_EXERCISE INPUT_
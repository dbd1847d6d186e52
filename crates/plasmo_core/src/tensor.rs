//! Image batch tensors.

use burn::prelude::*;
use burn::tensor::TensorData;
use ndarray::Array3;

use crate::error::{CoreError, Result};
use crate::shape::ImageShape;

/// A batch of images stacked into one channel-first tensor.
///
/// Wraps a Burn tensor of shape `(N, C, H, W)` together with the per-image
/// [`ImageShape`] it was built from.
///
/// # Example
///
/// ```rust,ignore
/// use plasmo_core::ImageBatch;
///
/// let arrays = vec![codec.decode(&bytes_a)?, codec.decode(&bytes_b)?];
/// let batch = ImageBatch::<Backend>::from_arrays(&arrays, &device)?;
/// assert_eq!(batch.len(), 2);
/// ```
#[derive(Debug, Clone)]
pub struct ImageBatch<B: Backend> {
    inner: Tensor<B, 4>,
    shape: ImageShape,
}

impl<B: Backend> ImageBatch<B> {
    /// Stack `[H, W, C]` arrays into one `(N, C, H, W)` tensor.
    ///
    /// # Errors
    ///
    /// Returns an error if `arrays` is empty or the arrays disagree in shape.
    pub fn from_arrays(arrays: &[Array3<f32>], device: &B::Device) -> Result<Self> {
        let first = arrays.first().ok_or_else(|| CoreError::InvalidShape {
            expected: "at least one image".to_string(),
            got: "empty batch".to_string(),
        })?;
        let shape = ImageShape::from_dims(first.shape())?;
        if shape.is_empty() {
            return Err(CoreError::InvalidShape {
                expected: "non-empty image".to_string(),
                got: shape.to_string(),
            });
        }

        let mut data = Vec::with_capacity(arrays.len() * shape.numel());
        for (i, array) in arrays.iter().enumerate() {
            if array.shape() != first.shape() {
                return Err(CoreError::ShapeMismatch(format!(
                    "image {i} has shape {:?}, expected {:?}",
                    array.shape(),
                    first.shape()
                )));
            }
            // HWC -> CHW
            data.extend(array.view().permuted_axes([2, 0, 1]).iter().copied());
        }

        let dims = shape.as_nchw(arrays.len());
        let inner = Tensor::from_data(TensorData::new(data, dims), device);
        Ok(Self { inner, shape })
    }

    /// Build a single-image batch.
    ///
    /// # Errors
    ///
    /// Returns an error if the array is not `[H, W, C]` with non-zero dims.
    pub fn from_array(array: &Array3<f32>, device: &B::Device) -> Result<Self> {
        Self::from_arrays(std::slice::from_ref(array), device)
    }

    /// Number of images in the batch.
    #[must_use]
    pub fn len(&self) -> usize {
        self.inner.dims()[0]
    }

    /// Check if the batch is empty.
    #[must_use]
    pub fn is_empty(&self) -> bool {
        self.len() == 0
    }

    /// Per-image shape.
    #[must_use]
    pub const fn image_shape(&self) -> ImageShape {
        self.shape
    }

    /// Get a reference to the underlying tensor.
    #[must_use]
    pub const fn inner(&self) -> &Tensor<B, 4> {
        &self.inner
    }

    /// Consume self and return the underlying tensor.
    #[must_use]
    pub fn into_inner(self) -> Tensor<B, 4> {
        self.inner
    }

    /// Extract image `index` as a `(1, C, H, W)` tensor.
    ///
    /// # Errors
    ///
    /// Returns an error if `index` is out of range.
    pub fn item(&self, index: usize) -> Result<Tensor<B, 4>> {
        let len = self.len();
        if index >= len {
            return Err(CoreError::InvalidShape {
                expected: format!("index < {len}"),
                got: index.to_string(),
            });
        }
        Ok(self.inner.clone().narrow(0, index, 1))
    }

    /// Get the device the tensor is on.
    pub fn device(&self) -> B::Device {
        self.inner.device()
    }
}

/// Stack `[H, W, C]` arrays into a bare `(N, C, H, W)` tensor.
///
/// # Errors
///
/// Returns [`CoreError::ShapeMismatch`] if the arrays disagree in shape.
pub fn stack_batch<B: Backend>(arrays: &[Array3<f32>], device: &B::Device) -> Result<Tensor<B, 4>> {
    Ok(ImageBatch::from_arrays(arrays, device)?.into_inner())
}

/// Read a float tensor back into a flat `Vec<f32>` (row-major).
///
/// # Errors
///
/// Returns [`CoreError::DataError`] if the tensor data cannot be converted.
pub fn tensor_to_vec<B: Backend, const D: usize>(tensor: Tensor<B, D>) -> Result<Vec<f32>> {
    tensor
        .into_data()
        .convert::<f32>()
        .to_vec::<f32>()
        .map_err(|e| CoreError::DataError(format!("{e:?}")))
}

_WHAT IS REQUIRED_
Set down the material above again, word for word.

_PROBLEM SOLUTION_
repository dbd1847d6d186e52
filename crates/plasmo_core/src/tensor.rs
//! Image batch tensors.

use burn::prelude::*;
use burn::tensor::TensorData;
use ndarray::Array3;

use crate::error::{CoreError, Result};
use crate::shape::ImageShape;

/// A batch of images stacked into one channel-first tensor.
///
/// Wraps a Burn tensor of shape `(N, C, H, W)` together with the per-image
/// [`ImageShape`] it was built from.
///
/// # Example
///
/// ```rust,ignore
/// use plasmo_core::ImageBatch;
///
/// let arrays = vec![codec.decode(&bytes_a)?, codec.decode(&bytes_b)?];
/// let batch = ImageBatch::<Backend>::from_arrays(&arrays, &device)?;
/// assert_eq!(batch.len(), 2);
/// ```
#[derive(Debug, Clone)]
pub struct ImageBatch<B: Backend> {
    inner: Tensor<B, 4>,
    shape: ImageShape,
}

impl<B: Backend> ImageBatch<B> {
    /// Stack `[H, W, C]` arrays into one `(N, C, H, W)` tensor.
    ///
    /// # Errors
    ///
    /// Returns an error if `arrays` is empty or the arrays disagree in shape.
    pub fn from_arrays(arrays: &[Array3<f32>], device: &B::Device) -> Result<Self> {
        let first = arrays.first().ok_or_else(|| CoreError::InvalidShape {
            expected: "at least one image".to_string(),
            got: "empty batch".to_string(),
        })?;
        let shape = ImageShape::from_dims(first.shape())?;
        if shape.is_empty() {
            return Err(CoreError::InvalidShape {
                expected: "non-empty image".to_string(),
                got: shape.to_string(),
            });
        }

        let mut data = Vec::with_capacity(arrays.len() * shape.numel());
        for (i, array) in arrays.iter().enumerate() {
            if array.shape() != first.shape() {
                return Err(CoreError::ShapeMismatch(format!(
                    "image {i} has shape {:?}, expected {:?}",
                    array.shape(),
                    first.shape()
                )));
            }
            // HWC -> CHW
            data.extend(array.view().permuted_axes([2, 0, 1]).iter().copied());
        }

        let dims = shape.as_nchw(arrays.len());
        let inner = Tensor::from_data(TensorData::new(data, dims), device);
        Ok(Self { inner, shape })
    }

    /// Build a single-image batch.
    ///
    /// # Errors
    ///
    /// Returns an error if the array is not `[H, W, C]` with non-zero dims.
    pub fn from_array(array: &Array3<f32>, device: &B::Device) -> Result<Self> {
        Self::from_arrays(std::slice::from_ref(array), device)
    }

    /// Number of images in the batch.
    #[must_use]
    pub fn len(&self) -> usize {
        self.inner.dims()[0]
    }

    /// Check if the batch is empty.
    #[must_use]
    pub fn is_empty(&self) -> bool {
        self.len() == 0
    }

    /// Per-image shape.
    #[must_use]
    pub const fn image_shape(&self) -> ImageShape {
        self.shape
    }

    /// Get a reference to the underlying tensor.
    #[must_use]
    pub const fn inner(&self) -> &Tensor<B, 4> {
        &self.inner
    }

    /// Consume self and return the underlying tensor.
    #[must_use]
    pub fn into_inner(self) -> Tensor<B, 4> {
        self.inner
    }

    /// Extract image `index` as a `(1, C, H, W)` tensor.
    ///
    /// # Errors
    ///
    /// Returns an error if `index` is out of range.
    pub fn item(&self, index: usize) -> Result<Tensor<B, 4>> {
        let len = self.len();
        if index >= len {
            return Err(CoreError::InvalidShape {
                expected: format!("index < {len}"),
                got: index.to_string(),
            });
        }
        Ok(self.inner.clone().narrow(0, index, 1))
    }

    /// Get the device the tensor is on.
    pub fn device(&self) -> B::Device {
        self.inner.device()
    }
}

/// Stack `[H, W, C]` arrays into a bare `(N, C, H, W)` tensor.
///
/// # Errors
///
/// Returns [`CoreError::ShapeMismatch`] if the arrays disagree in shape.
pub fn stack_batch<B: Backend>(arrays: &[Array3<f32>], device: &B::Device) -> Result<Tensor<B, 4>> {
    Ok(ImageBatch::from_arrays(arrays, device)?.into_inner())
}

/// Read a float tensor back into a flat `Vec<f32>` (row-major).
///
/// # Errors
///
/// Returns [`CoreError::DataError`] if the tensor data cannot be converted.
pub fn tensor_to_vec<B: Backend, const D: usize>(tensor: Tensor<B, D>) -> Result<Vec<f32>> {
    tensor
        .into_data()
        .convert::<f32>()
        .to_vec::<f32>()
        .map_err(|e| CoreError::DataError(format!("{e:?}")))
}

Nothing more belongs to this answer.